Jade Wig
- Source:
- ukiyo-e.org
Description
Jade Wig is a woodblock print attributed to Utagawa Kunisada and held in the Art Gallery of Greater Victoria collection as documented through ukiyo-e.org. The title points to one of the elaborate Edo hairstyles or wigs central to bijin-ga and yakusha-e iconography, in which hair ornaments, combs, and pins functioned as both fashion statements and identifiers of social role: an oiran of the Yoshiwara, a geisha of Fukagawa, and a samurai's wife all wore distinct configurations that ukiyo-e artists rendered with great care. Kunisada, the dominant Utagawa school designer of the mid-nineteenth century and the leading Edo ukiyo-e specialist in bijin portraiture, gave hair the same disciplined attention he reserved for costume patterning. Without confirmed series attribution from the cataloging museum, this sheet should be approached as a representative example of how a single coiffure or wig could anchor a bijin design, its details signaling the figure's social status and the print's intended market.

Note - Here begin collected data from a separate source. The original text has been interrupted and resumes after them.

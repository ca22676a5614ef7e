//! Tables of records whose values live in a [`Store`].
use std::{
    cmp::Ordering,
    fmt,
    hash::{Hash, Hasher},
    ops::{Add, AddAssign, Deref},
};

use spalte::Char;

use crate::Store;

/// A value stored in a [`Table`].
///
/// This is only a location within the table's store. Use [`Table::value`] to access the
/// characters.
#[derive(Copy, Clone, Eq, PartialEq, Debug)]
pub struct StoredValue {
    pub(crate) buffer: usize,
    pub(crate) start: usize,
    pub(crate) len: usize,
    pub(crate) capacity: usize,
}

impl StoredValue {
    /// Returns the number of characters.
    pub fn len(&self) -> usize {
        self.len
    }

    /// Returns `true` for an empty value.
    pub fn is_empty(&self) -> bool {
        self.len == 0
    }

    /// Returns the length the value can be rewritten to in place.
    pub fn capacity(&self) -> usize {
        self.capacity
    }
}

/// The characters of a stored value.
///
/// Values compare, order and hash as character sequences. They are always followed by a NUL in
/// the store, which [`with_nul`][Self::with_nul] includes.
#[derive(Copy, Clone)]
pub struct Value<'t, C> {
    with_nul: &'t [C],
}

impl<'t, C: Char> Value<'t, C> {
    /// Returns the characters.
    pub fn as_slice(&self) -> &'t [C] {
        &self.with_nul[..self.with_nul.len() - 1]
    }

    /// Returns the characters followed by the NUL terminator.
    pub fn with_nul(&self) -> &'t [C] {
        self.with_nul
    }

    /// Decodes the value, returning `None` for invalid sequences.
    pub fn decode(&self) -> Option<String> {
        C::decode(self.as_slice())
    }
}

impl<C: Char> Deref for Value<'_, C> {
    type Target = [C];

    fn deref(&self) -> &[C] {
        self.as_slice()
    }
}

impl<C: Char> PartialEq for Value<'_, C> {
    fn eq(&self, other: &Self) -> bool {
        self.as_slice() == other.as_slice()
    }
}

impl<C: Char> Eq for Value<'_, C> {}

impl<C: Char> PartialOrd for Value<'_, C> {
    fn partial_cmp(&self, other: &Self) -> Option<Ordering> {
        Some(self.cmp(other))
    }
}

impl<C: Char> Ord for Value<'_, C> {
    fn cmp(&self, other: &Self) -> Ordering {
        self.as_slice().cmp(other.as_slice())
    }
}

impl<C: Char> Hash for Value<'_, C> {
    fn hash<H: Hasher>(&self, state: &mut H) {
        self.as_slice().hash(state)
    }
}

impl<C: Char> PartialEq<str> for Value<'_, C> {
    fn eq(&self, other: &str) -> bool {
        C::encode_str(other) == self.as_slice()
    }
}

impl<C: Char> PartialEq<&str> for Value<'_, C> {
    fn eq(&self, other: &&str) -> bool {
        *self == **other
    }
}

impl<C: Char> fmt::Display for Value<'_, C> {
    fn fmt(&self, f: &mut fmt::Formatter<'_>) -> fmt::Result {
        C::display(self.as_slice(), f)
    }
}

impl<C: Char> fmt::Debug for Value<'_, C> {
    fn fmt(&self, f: &mut fmt::Formatter<'_>) -> fmt::Result {
        f.write_str(&C::render(self.as_slice()))
    }
}

/// A record of a [`Table`].
#[derive(Copy, Clone)]
pub struct Record<'t, C> {
    store: &'t Store<C>,
    values: &'t [StoredValue],
}

impl<'t, C: Char> Record<'t, C> {
    /// Returns the number of fields.
    pub fn len(&self) -> usize {
        self.values.len()
    }

    /// Returns `true` for a record without fields.
    pub fn is_empty(&self) -> bool {
        self.values.is_empty()
    }

    /// Returns the field at `index`.
    pub fn get(&self, index: usize) -> Option<Value<'t, C>> {
        let (store, values) = (self.store, self.values);
        values.get(index).map(|&value| view(store, value))
    }

    /// Iterates over the fields.
    pub fn iter(&self) -> impl Iterator<Item = Value<'t, C>> + 't {
        let (store, values) = (self.store, self.values);
        values.iter().map(move |&value| view(store, value))
    }
}

impl<C: Char> fmt::Debug for Record<'_, C> {
    fn fmt(&self, f: &mut fmt::Formatter<'_>) -> fmt::Result {
        f.debug_list().entries(self.iter()).finish()
    }
}

fn view<C: Char>(store: &Store<C>, value: StoredValue) -> Value<'_, C> {
    Value {
        with_nul: store.chars(value.buffer, value.start, value.len + 1),
    }
}

fn rewrite<C: Char>(store: &mut Store<C>, value: &mut StoredValue, chars: &[C]) {
    if chars.len() <= value.capacity {
        let dest = store.chars_mut(value.buffer, value.start, chars.len() + 1);
        dest[..chars.len()].copy_from_slice(chars);
        dest[chars.len()] = C::NUL;
        value.len = chars.len();
    } else {
        *value = import(store, &[chars]);
    }
}

fn import<C: Char>(store: &mut Store<C>, fragments: &[&[C]]) -> StoredValue {
    let len = fragments.iter().map(|fragment| fragment.len()).sum();
    let slot = store.allocate(len);
    let mut at = slot.start;
    for fragment in fragments {
        store
            .chars_mut(slot.buffer, at, fragment.len())
            .copy_from_slice(fragment);
        at += fragment.len();
    }
    StoredValue {
        buffer: slot.buffer,
        start: slot.start,
        len,
        capacity: len,
    }
}

/// Records of character values kept in a single [`Store`].
///
/// Cloning a table copies all of its buffers. Merging tables with `+=` moves the other table's
/// buffers, so values keep their addresses.
#[derive(Clone)]
pub struct Table<C> {
    store: Store<C>,
    records: Vec<Vec<StoredValue>>,
}

impl<C: Char> Default for Table<C> {
    fn default() -> Self {
        Self::with_store(Store::new())
    }
}

impl<C: Char> Table<C> {
    /// Creates an empty table.
    pub fn new() -> Self {
        Self::default()
    }

    /// Creates an empty table using the buffers of `store`.
    pub fn with_store(mut store: Store<C>) -> Self {
        store.clear();
        Self {
            store,
            records: vec![],
        }
    }

    /// Returns the underlying store.
    pub fn store(&self) -> &Store<C> {
        &self.store
    }

    pub(crate) fn store_mut(&mut self) -> &mut Store<C> {
        &mut self.store
    }

    pub(crate) fn records_mut(&mut self) -> &mut Vec<Vec<StoredValue>> {
        &mut self.records
    }

    /// Copies characters into the store.
    pub fn import(&mut self, chars: &[C]) -> StoredValue {
        import(&mut self.store, &[chars])
    }

    /// Copies the concatenation of several fragments into the store.
    pub fn import_value(&mut self, fragments: &[&[C]]) -> StoredValue {
        import(&mut self.store, fragments)
    }

    /// Replaces the characters of a value.
    ///
    /// The value is updated in place if the new characters fit its capacity, otherwise they are
    /// imported and `value` is retargeted.
    pub fn rewrite_value(&mut self, value: &mut StoredValue, chars: &[C]) {
        rewrite(&mut self.store, value, chars)
    }

    /// Replaces the characters of a field, returning `false` if there is no such field.
    pub fn rewrite_field(&mut self, record: usize, field: usize, chars: &[C]) -> bool {
        match self.records.get_mut(record).and_then(|r| r.get_mut(field)) {
            Some(value) => {
                rewrite(&mut self.store, value, chars);
                true
            }
            None => false,
        }
    }

    /// Returns the characters of a value stored in this table.
    pub fn value(&self, value: StoredValue) -> Value<'_, C> {
        view(&self.store, value)
    }

    /// Appends a record of values stored in this table.
    pub fn push_record(&mut self, values: Vec<StoredValue>) {
        self.records.push(values)
    }

    /// Imports the given fields and appends them as record.
    pub fn push_fields<F: AsRef<[C]>>(&mut self, fields: impl IntoIterator<Item = F>) {
        let values = fields
            .into_iter()
            .map(|field| self.import(field.as_ref()))
            .collect();
        self.records.push(values)
    }

    /// Returns the number of records.
    pub fn len(&self) -> usize {
        self.records.len()
    }

    /// Returns `true` if the table has no records.
    pub fn is_empty(&self) -> bool {
        self.records.is_empty()
    }

    /// Returns the record at `index`.
    pub fn record(&self, index: usize) -> Option<Record<'_, C>> {
        self.records.get(index).map(|values| Record {
            store: &self.store,
            values,
        })
    }

    /// Iterates over the records.
    pub fn records(&self) -> impl Iterator<Item = Record<'_, C>> + '_ {
        self.records.iter().map(|values| Record {
            store: &self.store,
            values,
        })
    }

    /// Removes all records, keeping the store's buffers for reuse.
    pub fn clear(&mut self) {
        self.records.clear();
        self.store.clear();
    }

    /// Releases unused memory.
    ///
    /// This moves values, so previously obtained addresses become invalid.
    pub fn shrink_to_fit(&mut self) {
        let remap = self.store.shrink_to_fit();
        for value in self.records.iter_mut().flatten() {
            if let Some(&Some(buffer)) = remap.get(value.buffer) {
                value.buffer = buffer;
            }
        }
        self.records.shrink_to_fit();
    }
}

impl<C: Char> AddAssign for Table<C> {
    fn add_assign(&mut self, other: Table<C>) {
        let offset = self.store.merge(other.store);
        self.records.extend(other.records.into_iter().map(|mut values| {
            for value in &mut values {
                value.buffer += offset;
            }
            values
        }));
    }
}

impl<C: Char> Add for Table<C> {
    type Output = Table<C>;

    fn add(mut self, other: Table<C>) -> Table<C> {
        self += other;
        self
    }
}

impl<C: Char> PartialEq for Table<C> {
    fn eq(&self, other: &Self) -> bool {
        self.len() == other.len()
            && self
                .records()
                .zip(other.records())
                .all(|(a, b)| a.len() == b.len() && a.iter().eq(b.iter()))
    }
}

impl<C: Char> Eq for Table<C> {}

impl<C: Char> fmt::Debug for Table<C> {
    fn fmt(&self, f: &mut fmt::Formatter<'_>) -> fmt::Result {
        f.debug_list().entries(self.records()).finish()
    }
}

#[cfg(test)]
mod tests {
    use super::*;

    fn table(records: &[&[&str]]) -> Table<u8> {
        let mut table = Table::new();
        for record in records {
            table.push_fields(record.iter().map(|field| field.as_bytes()));
        }
        table
    }

    fn addresses(table: &Table<u8>) -> Vec<usize> {
        table
            .records()
            .flat_map(|record| record.iter().map(|value| value.as_ptr() as usize).collect::<Vec<_>>())
            .collect()
    }

    #[test]
    fn values_are_nul_terminated() {
        let mut table = table(&[&["ab", "", "c\0d"], &["efg"]]);
        let mut value = table.import_value(&[&b"x"[..], &b"yz"[..]]);
        assert_eq!(table.value(value).with_nul(), b"xyz\0");
        table.rewrite_value(&mut value, b"q");
        assert_eq!(table.value(value).with_nul(), b"q\0");
        for record in table.records() {
            for value in record.iter() {
                assert_eq!(value.with_nul().last(), Some(&0));
            }
        }
        assert_eq!(table.record(0).and_then(|r| r.get(2)).map(|v| v.len()), Some(3));
    }

    #[test]
    fn rewrite_in_place_or_relocate() {
        let mut table = table(&[&["abcd"]]);
        let before = addresses(&table);
        assert!(table.rewrite_field(0, 0, b"xy"));
        assert_eq!(addresses(&table), before);
        assert!(table.rewrite_field(0, 0, b"wxyz"));
        assert_eq!(addresses(&table), before);
        assert!(table.rewrite_field(0, 0, b"longer"));
        assert_ne!(addresses(&table), before);
        assert_eq!(table.record(0).and_then(|r| r.get(0)).unwrap(), "longer");
        assert!(!table.rewrite_field(1, 0, b""));
    }

    #[test]
    fn merge_preserves_addresses() {
        let parts = || {
            (
                table(&[&["a", "b"]]),
                table(&[&["c"]]),
                table(&[&["d", "e"], &[]]),
            )
        };
        let (a, b, c) = parts();
        let expected = [addresses(&a), addresses(&b), addresses(&c)].concat();
        let left = (a + b) + c;
        assert_eq!(addresses(&left), expected);

        let (a, b, c) = parts();
        let expected = [addresses(&a), addresses(&b), addresses(&c)].concat();
        let right = a + (b + c);
        assert_eq!(addresses(&right), expected);

        assert_eq!(left, right);
        assert_eq!(left, table(&[&["a", "b"], &["c"], &["d", "e"], &[]]));
    }

    #[test]
    fn clone_copies() {
        let original = table(&[&["a", "bc"]]);
        let copy = original.clone();
        assert_eq!(copy, original);
        assert!(addresses(&copy)
            .iter()
            .all(|address| !addresses(&original).contains(address)));
    }

    #[test]
    fn clear_reuses_buffers() {
        let mut table = table(&[&["abc", "def"]]);
        let buffers = table.store().buffers();
        table.clear();
        assert!(table.is_empty());
        table.push_fields(["ghi"]);
        assert_eq!(table.store().buffers(), buffers);
        table.shrink_to_fit();
        assert_eq!(table.store().capacity(), 4);
        assert_eq!(table.record(0).and_then(|r| r.get(0)).unwrap(), "ghi");
    }

    #[test]
    fn values_order_and_display() {
        let table = table(&[&["b", "a", "a"]]);
        let record = table.record(0).unwrap();
        let mut values: Vec<_> = record.iter().collect();
        values.sort();
        assert_eq!(values, ["a", "a", "b"]);
        assert_eq!(record.get(0).unwrap().to_string(), "b");
        assert_eq!(format!("{table:?}"), "[[\"b\", \"a\", \"a\"]]");
    }
}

The Art Gallery of Greater Victoria's Kunisada material, drawn primarily from Western donors active in the late nineteenth and twentieth centuries, contributes a useful regional reference for North American researchers approaching the artist's bijin-ga output. For collectors interested in how hairstyling carried meaning in Edo ukiyo-e, Jade Wig is a clear demonstration of how an accessory became the subject of an entire print.